Florencia Torrente comparte el dolor que ha marcado su vida tras la inesperada muerte de su padre, Rubén. "Fue un año muy complicado", expresa con voz entrecortada, recordando el momento en que comprendió que su papá no llegaría a conocer a sus hijos. La negación y el shock invadieron su mente en ese instante tan íntimo, cuando se encontró sola en el suelo, rodeada de un vacío que le resultaba difícil de asimilar.
La repentina pérdida de su padre ha sido un desafío emocional que ha requerido de Flor un profundo proceso de duelo. "Cuando me di cuenta de que él no vería a mis hijos, sentí como si todo comenzara a desmoronarse", confiesa. La artista menciona cómo la vida continuaba su curso mientras su mente luchaba por aceptar la realidad, enfrentándose a decisiones que debían tomarse en medio de la agitación emocional. "Mi papá se fue mientras jugaba al fútbol", revela, añadiendo una capa de dolor a la tragedia.

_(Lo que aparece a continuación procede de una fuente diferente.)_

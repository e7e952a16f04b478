use crate::api::Post;
use crate::ui::mvi::UiState;

/// Feed screen: the loaded cards and the selection cursor.
#[derive(Debug, Clone, Default, PartialEq)]
pub enum FeedState {
    /// Nothing requested yet.
    #[default]
    Idle,
    Loading,
    Ready { posts: Vec<Post>, selected: usize },
    /// The load failed; the viewer can retry.
    Failed,
}

impl UiState for FeedState {}

impl FeedState {
    pub fn is_loading(&self) -> bool {
        matches!(self, Self::Loading)
    }

    pub fn posts(&self) -> &[Post] {
        match self {
            Self::Ready { posts, .. } => posts,
            _ => &[],
        }
    }

    pub fn selected(&self) -> usize {
        match self {
            Self::Ready { selected, .. } => *selected,
            _ => 0,
        }
    }

    pub fn selected_post(&self) -> Option<&Post> {
        match self {
            Self::Ready { posts, selected } => posts.get(*selected),
            _ => None,
        }
    }

    pub fn post(&self, post_id: &str) -> Option<&Post> {
        self.posts().iter().find(|post| post.id == post_id)
    }
}
use crate::ui::comments::intent::CommentIntent;
use crate::ui::comments::state::CommentFormState;
use crate::ui::mvi::Reducer;

pub struct CommentReducer;

impl Reducer for CommentReducer {
    type State = CommentFormState;
    type Intent = CommentIntent;

    fn reduce(mut state: Self::State, intent: Self::Intent) -> Self::State {
        match intent {
            CommentIntent::Input(ch) => {
                state.text.push(ch);
            }
            CommentIntent::Backspace => {
                state.text.pop();
            }
            CommentIntent::Submitted => {
                // TODO: wire to the comments endpoint once the backend
                // exposes one. Until then the draft stays as typed.
            }
            CommentIntent::Cleared => {
                state.text.clear();
            }
        }
        state
    }
}
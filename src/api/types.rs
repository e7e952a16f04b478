use base64::Engine;
use serde::Deserialize;

/// Categories offered by the compose form. The backend stores free text;
/// the client only ever submits one of these.
pub const CATEGORIES: [&str; 8] = [
    "Technology",
    "Lifestyle",
    "Travel",
    "Food",
    "Finance",
    "Sports",
    "Health",
    "Business",
];

/// A published blog post as served by the backend.
#[derive(Debug, Clone, PartialEq, Eq, Deserialize)]
#[serde(rename_all = "camelCase")]
pub struct Post {
    #[serde(rename = "_id")]
    pub id: String,
    pub title: String,
    pub content: String,
    pub author: String,
    pub publish_date: String,
    pub category: String,
    /// Content type of the featured image (e.g., "image/png").
    pub content_type: String,
    /// Featured image payload, base64 over the wire.
    pub image_base64: String,
}

impl Post {
    /// Decoded size of the featured image. A terminal can't show the image
    /// itself, so the card shows its size instead.
    pub fn image_size_bytes(&self) -> usize {
        base64::engine::general_purpose::STANDARD
            .decode(self.image_base64.as_bytes())
            .map(|bytes| bytes.len())
            .unwrap_or(0)
    }
}

/// Single-post read payload: the post plus whether the current viewer has
/// liked it.
#[derive(Debug, Clone, Deserialize)]
#[serde(rename_all = "camelCase")]
pub struct PostWithLike {
    pub blog: Post,
    pub is_liked: bool,
}

/// Feed payload.
#[derive(Debug, Clone, Deserialize)]
pub(crate) struct PostList {
    pub blogs: Vec<Post>,
}

/// Draft of a new post, submitted as one multipart form.
#[derive(Debug, Clone, Default, PartialEq, Eq)]
pub struct PostDraft {
    pub title: String,
    pub content: String,
    pub category: String,
    /// Path to the featured image on the local filesystem.
    pub image_path: String,
}
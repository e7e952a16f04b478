use crate::ui::app::Screen;
use crate::ui::theme::{GLOBAL_BORDER, HEADER_TEXT};
use ratatui::layout::{Alignment, Rect};
use ratatui::style::{Modifier, Style};
use ratatui::text::{Line, Span};
use ratatui::widgets::{Block, Borders, Paragraph};

const VERSION: &str = env!("CARGO_PKG_VERSION");

pub struct Footer;

impl Default for Footer {
    fn default() -> Self {
        Self::new()
    }
}

impl Footer {
    pub fn new() -> Self {
        Self
    }

    pub fn widget(&self, screen: &Screen, area: Rect) -> Paragraph<'static> {
        let hints = match screen {
            Screen::Feed => {
                " ↑/↓: Select │ Enter: Read │ l: Like │ n: New post │ r: Reload │ q: Quit"
            }
            Screen::Read { .. } => " Type to comment │ Enter: Submit │ Esc: Back",
            Screen::Compose => {
                " Tab: Next field │ ←/→: Category │ Ctrl+S: Publish │ Esc: Cancel"
            }
        };
        let version = format!("v{} ", VERSION);

        // Calculate padding using char count, not byte count (for Unicode)
        let hints_width = hints.chars().count();
        let version_width = version.chars().count();
        let content_width = area.width.saturating_sub(2) as usize; // minus borders
        let padding = content_width
            .saturating_sub(hints_width)
            .saturating_sub(version_width);

        let text_style = Style::default().fg(HEADER_TEXT).add_modifier(Modifier::DIM);

        let line = Line::from(vec![
            Span::styled(hints, text_style),
            Span::styled(" ".repeat(padding), text_style),
            Span::styled(version, text_style),
        ]);

        Paragraph::new(line)
            .style(text_style)
            .alignment(Alignment::Left)
            .block(
                Block::default()
                    .borders(Borders::ALL)
                    .border_style(Style::default().fg(GLOBAL_BORDER)),
            )
    }
}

A sus 37 años, Flor se encuentra inmersa en una etapa de transformación en diversos aspectos de su vida. Entre proyectos teatrales, musicales y la creación de su propia marca, navega por un camino de autodescubrimiento. "Este año me estoy permitiendo liberarme de mandatos y expresar todo lo que he guardado durante tanto tiempo", dice, reconociendo que el duelo la ha impulsado a escuchar su interior y a entender que el verdadero entusiasmo puede surgir desde adentro. En su obra "Mi amiga y yo", que se presenta en la emblemática calle Corrientes, se siente reencontrada, explorando cómo es posible reinventarse incluso en medio de la tristeza.